**AIM OF THE EXERCISE**
Only the lines from the top of the data through the line containing "pub use store::ChatStore;" should be duplicated, exactly as they appear.

**Dataset entries**
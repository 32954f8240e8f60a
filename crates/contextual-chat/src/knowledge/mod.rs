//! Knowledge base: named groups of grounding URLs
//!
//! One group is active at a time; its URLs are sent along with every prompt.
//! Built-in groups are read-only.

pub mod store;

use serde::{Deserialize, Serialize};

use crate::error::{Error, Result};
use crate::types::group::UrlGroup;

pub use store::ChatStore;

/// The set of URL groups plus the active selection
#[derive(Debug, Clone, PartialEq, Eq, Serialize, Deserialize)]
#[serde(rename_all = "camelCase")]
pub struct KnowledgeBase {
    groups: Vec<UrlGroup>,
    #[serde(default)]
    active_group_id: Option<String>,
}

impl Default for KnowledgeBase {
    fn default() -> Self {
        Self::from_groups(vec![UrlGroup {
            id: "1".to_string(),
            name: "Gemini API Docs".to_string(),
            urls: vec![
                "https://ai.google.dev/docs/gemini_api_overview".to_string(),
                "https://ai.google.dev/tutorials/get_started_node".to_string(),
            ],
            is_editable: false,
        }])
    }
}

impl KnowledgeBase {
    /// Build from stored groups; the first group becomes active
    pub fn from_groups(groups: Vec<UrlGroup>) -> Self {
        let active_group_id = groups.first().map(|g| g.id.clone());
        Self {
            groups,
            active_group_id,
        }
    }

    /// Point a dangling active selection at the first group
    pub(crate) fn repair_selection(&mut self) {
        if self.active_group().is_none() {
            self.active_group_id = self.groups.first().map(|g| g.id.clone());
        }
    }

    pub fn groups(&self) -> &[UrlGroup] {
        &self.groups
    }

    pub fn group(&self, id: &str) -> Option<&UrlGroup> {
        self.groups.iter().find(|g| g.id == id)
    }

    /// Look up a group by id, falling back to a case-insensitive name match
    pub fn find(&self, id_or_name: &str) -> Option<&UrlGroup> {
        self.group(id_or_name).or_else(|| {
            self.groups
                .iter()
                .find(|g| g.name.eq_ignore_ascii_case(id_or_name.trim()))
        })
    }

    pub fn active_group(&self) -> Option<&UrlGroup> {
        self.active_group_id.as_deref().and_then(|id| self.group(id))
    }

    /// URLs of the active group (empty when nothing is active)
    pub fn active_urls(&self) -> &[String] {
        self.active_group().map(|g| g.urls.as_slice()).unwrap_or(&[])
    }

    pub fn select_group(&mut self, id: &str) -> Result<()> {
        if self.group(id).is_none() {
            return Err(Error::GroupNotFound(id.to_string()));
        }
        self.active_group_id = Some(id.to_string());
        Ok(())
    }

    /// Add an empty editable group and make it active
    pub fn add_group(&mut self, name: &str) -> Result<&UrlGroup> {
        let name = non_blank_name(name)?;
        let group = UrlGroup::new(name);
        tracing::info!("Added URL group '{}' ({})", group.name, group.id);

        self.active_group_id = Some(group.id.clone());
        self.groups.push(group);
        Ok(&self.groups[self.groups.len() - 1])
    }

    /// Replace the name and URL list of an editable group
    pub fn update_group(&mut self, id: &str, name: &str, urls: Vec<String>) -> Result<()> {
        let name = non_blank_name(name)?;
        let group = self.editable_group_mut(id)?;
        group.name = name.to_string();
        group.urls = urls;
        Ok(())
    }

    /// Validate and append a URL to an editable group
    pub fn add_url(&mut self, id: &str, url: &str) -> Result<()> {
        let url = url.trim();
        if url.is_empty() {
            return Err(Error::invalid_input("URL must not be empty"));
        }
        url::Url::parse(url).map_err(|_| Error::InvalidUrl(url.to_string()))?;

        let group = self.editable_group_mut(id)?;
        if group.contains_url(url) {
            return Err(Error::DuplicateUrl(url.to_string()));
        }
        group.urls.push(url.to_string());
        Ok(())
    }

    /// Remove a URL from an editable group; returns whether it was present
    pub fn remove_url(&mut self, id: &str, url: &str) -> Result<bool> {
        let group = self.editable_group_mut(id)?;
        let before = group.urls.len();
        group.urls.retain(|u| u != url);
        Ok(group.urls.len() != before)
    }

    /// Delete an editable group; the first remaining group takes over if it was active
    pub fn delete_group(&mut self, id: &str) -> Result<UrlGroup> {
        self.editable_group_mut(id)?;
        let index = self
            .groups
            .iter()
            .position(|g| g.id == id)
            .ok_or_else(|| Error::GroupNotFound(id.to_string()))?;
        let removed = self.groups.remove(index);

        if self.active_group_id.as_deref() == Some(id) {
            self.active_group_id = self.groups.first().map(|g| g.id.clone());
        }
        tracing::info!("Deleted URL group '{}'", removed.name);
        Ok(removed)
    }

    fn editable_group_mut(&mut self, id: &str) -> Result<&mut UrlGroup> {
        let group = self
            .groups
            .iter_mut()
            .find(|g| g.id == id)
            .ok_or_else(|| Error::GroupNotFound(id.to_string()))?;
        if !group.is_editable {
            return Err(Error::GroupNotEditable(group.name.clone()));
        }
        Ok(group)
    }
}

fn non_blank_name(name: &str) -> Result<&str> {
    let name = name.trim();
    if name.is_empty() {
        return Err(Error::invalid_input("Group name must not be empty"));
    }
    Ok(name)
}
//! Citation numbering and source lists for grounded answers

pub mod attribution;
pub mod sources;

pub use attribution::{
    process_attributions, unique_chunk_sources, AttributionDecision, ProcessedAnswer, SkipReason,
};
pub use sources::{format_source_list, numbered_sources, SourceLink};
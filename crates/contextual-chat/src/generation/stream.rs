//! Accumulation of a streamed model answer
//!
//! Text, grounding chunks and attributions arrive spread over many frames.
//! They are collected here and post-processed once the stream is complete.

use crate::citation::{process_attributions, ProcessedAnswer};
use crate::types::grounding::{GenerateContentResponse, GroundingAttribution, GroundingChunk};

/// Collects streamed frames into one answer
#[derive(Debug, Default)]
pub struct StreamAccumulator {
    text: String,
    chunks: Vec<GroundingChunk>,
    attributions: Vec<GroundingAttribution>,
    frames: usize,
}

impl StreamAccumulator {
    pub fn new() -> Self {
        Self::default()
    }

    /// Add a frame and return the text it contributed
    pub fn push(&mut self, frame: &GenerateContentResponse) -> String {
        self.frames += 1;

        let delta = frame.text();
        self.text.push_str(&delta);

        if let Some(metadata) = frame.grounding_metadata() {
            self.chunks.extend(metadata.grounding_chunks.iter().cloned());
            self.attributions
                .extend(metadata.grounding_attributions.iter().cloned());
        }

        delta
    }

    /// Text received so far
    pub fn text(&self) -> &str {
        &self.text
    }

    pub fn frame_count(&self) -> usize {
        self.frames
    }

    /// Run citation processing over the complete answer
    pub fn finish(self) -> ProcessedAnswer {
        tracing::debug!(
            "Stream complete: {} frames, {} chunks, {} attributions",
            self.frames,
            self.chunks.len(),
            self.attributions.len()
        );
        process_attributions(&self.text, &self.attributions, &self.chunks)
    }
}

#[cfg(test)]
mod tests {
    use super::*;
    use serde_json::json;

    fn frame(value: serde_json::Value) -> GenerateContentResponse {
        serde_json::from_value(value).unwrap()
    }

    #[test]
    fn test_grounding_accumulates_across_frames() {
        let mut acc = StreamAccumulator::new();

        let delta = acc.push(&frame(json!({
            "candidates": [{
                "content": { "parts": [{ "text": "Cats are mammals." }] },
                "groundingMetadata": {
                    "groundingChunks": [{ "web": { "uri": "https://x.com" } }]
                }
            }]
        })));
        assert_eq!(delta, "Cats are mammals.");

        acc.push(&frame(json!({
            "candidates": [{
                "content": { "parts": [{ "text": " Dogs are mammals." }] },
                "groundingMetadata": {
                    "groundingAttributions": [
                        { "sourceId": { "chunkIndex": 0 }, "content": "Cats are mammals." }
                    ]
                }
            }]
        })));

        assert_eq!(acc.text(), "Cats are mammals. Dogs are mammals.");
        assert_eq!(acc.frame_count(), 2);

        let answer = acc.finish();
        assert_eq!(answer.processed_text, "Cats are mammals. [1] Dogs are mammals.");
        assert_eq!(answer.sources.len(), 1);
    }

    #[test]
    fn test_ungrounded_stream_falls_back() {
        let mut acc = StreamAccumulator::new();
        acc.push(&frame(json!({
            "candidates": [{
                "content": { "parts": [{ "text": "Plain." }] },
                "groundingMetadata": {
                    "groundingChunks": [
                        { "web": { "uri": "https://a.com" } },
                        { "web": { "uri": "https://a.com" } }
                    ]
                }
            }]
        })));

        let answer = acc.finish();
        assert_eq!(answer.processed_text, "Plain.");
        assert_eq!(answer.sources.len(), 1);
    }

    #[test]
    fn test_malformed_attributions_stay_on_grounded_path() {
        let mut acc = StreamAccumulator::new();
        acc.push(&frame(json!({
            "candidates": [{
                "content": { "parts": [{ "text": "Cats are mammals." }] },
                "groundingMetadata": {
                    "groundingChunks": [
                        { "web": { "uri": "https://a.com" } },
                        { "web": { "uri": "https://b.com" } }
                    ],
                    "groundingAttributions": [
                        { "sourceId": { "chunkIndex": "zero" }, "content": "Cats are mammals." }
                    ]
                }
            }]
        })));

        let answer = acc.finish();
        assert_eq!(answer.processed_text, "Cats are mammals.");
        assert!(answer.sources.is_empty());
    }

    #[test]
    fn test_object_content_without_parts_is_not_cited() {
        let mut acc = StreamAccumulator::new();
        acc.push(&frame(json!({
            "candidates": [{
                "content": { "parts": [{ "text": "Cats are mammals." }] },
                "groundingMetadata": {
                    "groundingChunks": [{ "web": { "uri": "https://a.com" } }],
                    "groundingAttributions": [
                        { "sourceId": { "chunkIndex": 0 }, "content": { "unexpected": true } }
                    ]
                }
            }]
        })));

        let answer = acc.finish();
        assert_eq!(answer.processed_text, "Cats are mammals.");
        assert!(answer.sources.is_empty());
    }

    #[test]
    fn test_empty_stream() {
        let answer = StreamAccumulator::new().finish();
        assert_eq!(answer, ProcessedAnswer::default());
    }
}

**WRITTEN REPLY**
repository 32954f8240e8f60a
filename crates/contextual-chat/src/knowledge/mod.rs
//! Knowledge base: named groups of grounding URLs
//!
//! One group is active at a time; its URLs are sent along with every prompt.
//! Built-in groups are read-only.

pub mod store;

use serde::{Deserialize, Serialize};

use crate::error::{Error, Result};
use crate::types::group::UrlGroup;

pub use store::ChatStore;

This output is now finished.